** Record set follows **

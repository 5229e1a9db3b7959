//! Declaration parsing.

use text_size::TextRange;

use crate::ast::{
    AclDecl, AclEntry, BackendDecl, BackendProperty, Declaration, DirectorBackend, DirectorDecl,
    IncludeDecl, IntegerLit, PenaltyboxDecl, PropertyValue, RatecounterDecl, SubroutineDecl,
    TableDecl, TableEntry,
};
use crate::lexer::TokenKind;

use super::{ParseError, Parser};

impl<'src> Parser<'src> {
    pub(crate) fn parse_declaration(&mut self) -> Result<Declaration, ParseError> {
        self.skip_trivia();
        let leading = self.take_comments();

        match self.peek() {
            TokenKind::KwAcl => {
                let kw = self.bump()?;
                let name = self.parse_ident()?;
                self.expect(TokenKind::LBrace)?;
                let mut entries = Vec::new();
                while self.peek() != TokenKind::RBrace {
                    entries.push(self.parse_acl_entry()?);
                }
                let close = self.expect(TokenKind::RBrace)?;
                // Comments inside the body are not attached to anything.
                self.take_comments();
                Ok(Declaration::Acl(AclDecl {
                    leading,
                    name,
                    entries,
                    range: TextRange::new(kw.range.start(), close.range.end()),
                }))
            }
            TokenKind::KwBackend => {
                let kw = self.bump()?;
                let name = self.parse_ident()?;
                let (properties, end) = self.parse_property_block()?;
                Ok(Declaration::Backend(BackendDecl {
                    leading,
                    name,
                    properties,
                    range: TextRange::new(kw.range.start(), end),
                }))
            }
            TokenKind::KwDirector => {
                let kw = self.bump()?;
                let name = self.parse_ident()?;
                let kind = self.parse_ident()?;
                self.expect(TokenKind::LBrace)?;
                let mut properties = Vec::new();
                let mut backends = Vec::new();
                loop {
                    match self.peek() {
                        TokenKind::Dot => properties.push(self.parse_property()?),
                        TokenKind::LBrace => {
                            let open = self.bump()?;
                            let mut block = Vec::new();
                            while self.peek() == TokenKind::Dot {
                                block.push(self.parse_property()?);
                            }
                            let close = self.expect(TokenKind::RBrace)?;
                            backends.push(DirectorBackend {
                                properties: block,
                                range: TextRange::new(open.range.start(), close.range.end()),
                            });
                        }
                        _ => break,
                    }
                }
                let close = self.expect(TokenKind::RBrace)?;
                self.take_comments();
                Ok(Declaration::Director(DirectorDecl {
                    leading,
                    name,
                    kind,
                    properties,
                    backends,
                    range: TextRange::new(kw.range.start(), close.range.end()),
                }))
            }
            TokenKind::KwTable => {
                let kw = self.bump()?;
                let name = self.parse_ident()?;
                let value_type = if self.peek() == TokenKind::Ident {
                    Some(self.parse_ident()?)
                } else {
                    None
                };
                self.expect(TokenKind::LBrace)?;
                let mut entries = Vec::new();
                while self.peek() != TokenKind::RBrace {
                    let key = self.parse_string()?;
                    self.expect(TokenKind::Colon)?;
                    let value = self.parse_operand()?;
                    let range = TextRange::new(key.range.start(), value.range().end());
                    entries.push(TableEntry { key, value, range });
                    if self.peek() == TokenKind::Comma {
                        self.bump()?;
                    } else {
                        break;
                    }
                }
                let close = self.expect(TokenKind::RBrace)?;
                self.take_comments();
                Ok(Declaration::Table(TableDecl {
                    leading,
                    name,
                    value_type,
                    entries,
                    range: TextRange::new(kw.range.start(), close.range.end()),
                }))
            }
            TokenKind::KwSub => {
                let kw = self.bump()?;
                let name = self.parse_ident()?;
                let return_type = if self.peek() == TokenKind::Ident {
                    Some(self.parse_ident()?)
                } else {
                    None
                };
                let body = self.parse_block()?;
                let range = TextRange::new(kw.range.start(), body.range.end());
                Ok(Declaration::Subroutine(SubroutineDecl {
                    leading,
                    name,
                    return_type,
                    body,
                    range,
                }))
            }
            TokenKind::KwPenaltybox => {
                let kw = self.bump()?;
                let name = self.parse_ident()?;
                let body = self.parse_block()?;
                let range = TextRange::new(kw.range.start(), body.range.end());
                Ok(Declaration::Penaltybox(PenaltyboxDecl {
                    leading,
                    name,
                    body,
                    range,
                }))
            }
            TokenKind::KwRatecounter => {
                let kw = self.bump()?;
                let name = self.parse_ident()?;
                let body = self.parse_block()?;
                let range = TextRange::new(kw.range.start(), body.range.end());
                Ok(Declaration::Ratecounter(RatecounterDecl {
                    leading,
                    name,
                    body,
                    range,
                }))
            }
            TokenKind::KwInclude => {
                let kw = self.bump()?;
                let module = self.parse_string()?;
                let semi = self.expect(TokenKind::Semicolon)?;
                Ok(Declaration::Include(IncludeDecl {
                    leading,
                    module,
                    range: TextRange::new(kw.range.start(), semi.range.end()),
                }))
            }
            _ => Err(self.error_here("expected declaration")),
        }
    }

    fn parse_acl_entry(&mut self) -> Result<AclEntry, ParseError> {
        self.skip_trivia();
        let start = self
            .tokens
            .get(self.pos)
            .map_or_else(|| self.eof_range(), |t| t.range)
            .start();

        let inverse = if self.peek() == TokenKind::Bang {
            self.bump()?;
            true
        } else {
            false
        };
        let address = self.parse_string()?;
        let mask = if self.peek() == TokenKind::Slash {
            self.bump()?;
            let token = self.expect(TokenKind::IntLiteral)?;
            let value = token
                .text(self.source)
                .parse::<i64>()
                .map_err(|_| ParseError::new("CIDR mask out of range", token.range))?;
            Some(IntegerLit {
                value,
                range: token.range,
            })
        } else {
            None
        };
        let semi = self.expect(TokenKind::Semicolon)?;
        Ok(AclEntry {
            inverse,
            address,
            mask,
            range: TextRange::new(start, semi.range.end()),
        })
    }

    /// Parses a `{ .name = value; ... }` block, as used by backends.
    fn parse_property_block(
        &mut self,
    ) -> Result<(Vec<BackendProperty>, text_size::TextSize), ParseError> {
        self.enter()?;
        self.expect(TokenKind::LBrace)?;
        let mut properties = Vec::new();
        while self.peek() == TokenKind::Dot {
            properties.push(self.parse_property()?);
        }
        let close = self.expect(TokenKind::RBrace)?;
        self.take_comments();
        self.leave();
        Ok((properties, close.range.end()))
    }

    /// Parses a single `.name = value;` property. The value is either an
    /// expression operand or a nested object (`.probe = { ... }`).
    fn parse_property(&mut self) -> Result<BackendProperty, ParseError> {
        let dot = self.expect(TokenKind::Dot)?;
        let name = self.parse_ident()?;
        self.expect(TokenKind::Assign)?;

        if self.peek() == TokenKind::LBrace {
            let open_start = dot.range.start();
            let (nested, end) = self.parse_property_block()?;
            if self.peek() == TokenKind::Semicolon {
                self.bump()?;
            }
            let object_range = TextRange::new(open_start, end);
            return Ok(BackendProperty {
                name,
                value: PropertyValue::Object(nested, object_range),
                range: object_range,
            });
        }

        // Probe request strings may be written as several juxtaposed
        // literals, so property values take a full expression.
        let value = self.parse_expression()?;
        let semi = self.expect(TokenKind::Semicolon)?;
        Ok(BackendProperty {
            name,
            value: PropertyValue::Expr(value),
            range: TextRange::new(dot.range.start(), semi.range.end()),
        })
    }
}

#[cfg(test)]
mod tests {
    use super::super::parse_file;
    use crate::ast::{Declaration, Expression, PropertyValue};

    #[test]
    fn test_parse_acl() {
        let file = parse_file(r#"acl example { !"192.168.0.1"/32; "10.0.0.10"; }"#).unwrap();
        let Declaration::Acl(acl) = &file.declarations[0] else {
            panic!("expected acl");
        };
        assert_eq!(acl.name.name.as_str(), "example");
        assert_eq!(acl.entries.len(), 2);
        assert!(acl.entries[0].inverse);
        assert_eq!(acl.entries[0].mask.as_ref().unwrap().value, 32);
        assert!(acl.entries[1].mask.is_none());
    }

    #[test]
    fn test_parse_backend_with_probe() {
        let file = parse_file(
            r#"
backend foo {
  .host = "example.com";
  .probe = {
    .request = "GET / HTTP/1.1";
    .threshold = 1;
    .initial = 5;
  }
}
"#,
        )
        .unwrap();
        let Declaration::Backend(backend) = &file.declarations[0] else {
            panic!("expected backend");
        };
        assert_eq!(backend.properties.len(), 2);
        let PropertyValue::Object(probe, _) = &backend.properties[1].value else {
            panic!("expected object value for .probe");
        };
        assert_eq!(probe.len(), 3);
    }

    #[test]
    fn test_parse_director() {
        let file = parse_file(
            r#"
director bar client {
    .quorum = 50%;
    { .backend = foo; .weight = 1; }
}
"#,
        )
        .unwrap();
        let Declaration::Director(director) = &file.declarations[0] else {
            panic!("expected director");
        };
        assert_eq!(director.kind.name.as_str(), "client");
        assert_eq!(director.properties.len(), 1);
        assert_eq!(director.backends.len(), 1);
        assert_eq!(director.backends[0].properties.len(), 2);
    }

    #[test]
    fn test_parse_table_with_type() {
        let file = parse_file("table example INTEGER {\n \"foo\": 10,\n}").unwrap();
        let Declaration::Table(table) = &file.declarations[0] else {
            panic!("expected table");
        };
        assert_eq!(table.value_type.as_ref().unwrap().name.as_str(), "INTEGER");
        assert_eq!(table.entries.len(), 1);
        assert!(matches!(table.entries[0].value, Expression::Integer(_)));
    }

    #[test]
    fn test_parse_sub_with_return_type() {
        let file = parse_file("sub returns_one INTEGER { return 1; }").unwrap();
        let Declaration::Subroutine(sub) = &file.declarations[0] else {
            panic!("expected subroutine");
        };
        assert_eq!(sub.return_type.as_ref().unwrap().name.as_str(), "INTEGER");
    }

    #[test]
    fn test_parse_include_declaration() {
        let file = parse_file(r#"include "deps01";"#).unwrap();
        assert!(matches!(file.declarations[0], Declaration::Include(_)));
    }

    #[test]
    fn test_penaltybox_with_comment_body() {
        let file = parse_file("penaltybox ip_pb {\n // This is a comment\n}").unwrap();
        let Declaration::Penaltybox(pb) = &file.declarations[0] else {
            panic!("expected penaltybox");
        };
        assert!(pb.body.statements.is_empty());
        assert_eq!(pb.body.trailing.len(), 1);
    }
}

** End of Record set **

* What this task involves *
Each line in the data that holds the string "super" should be found and copied.

* Exercise solution *
use super::{ParseError, Parser};
    use super::super::parse_file;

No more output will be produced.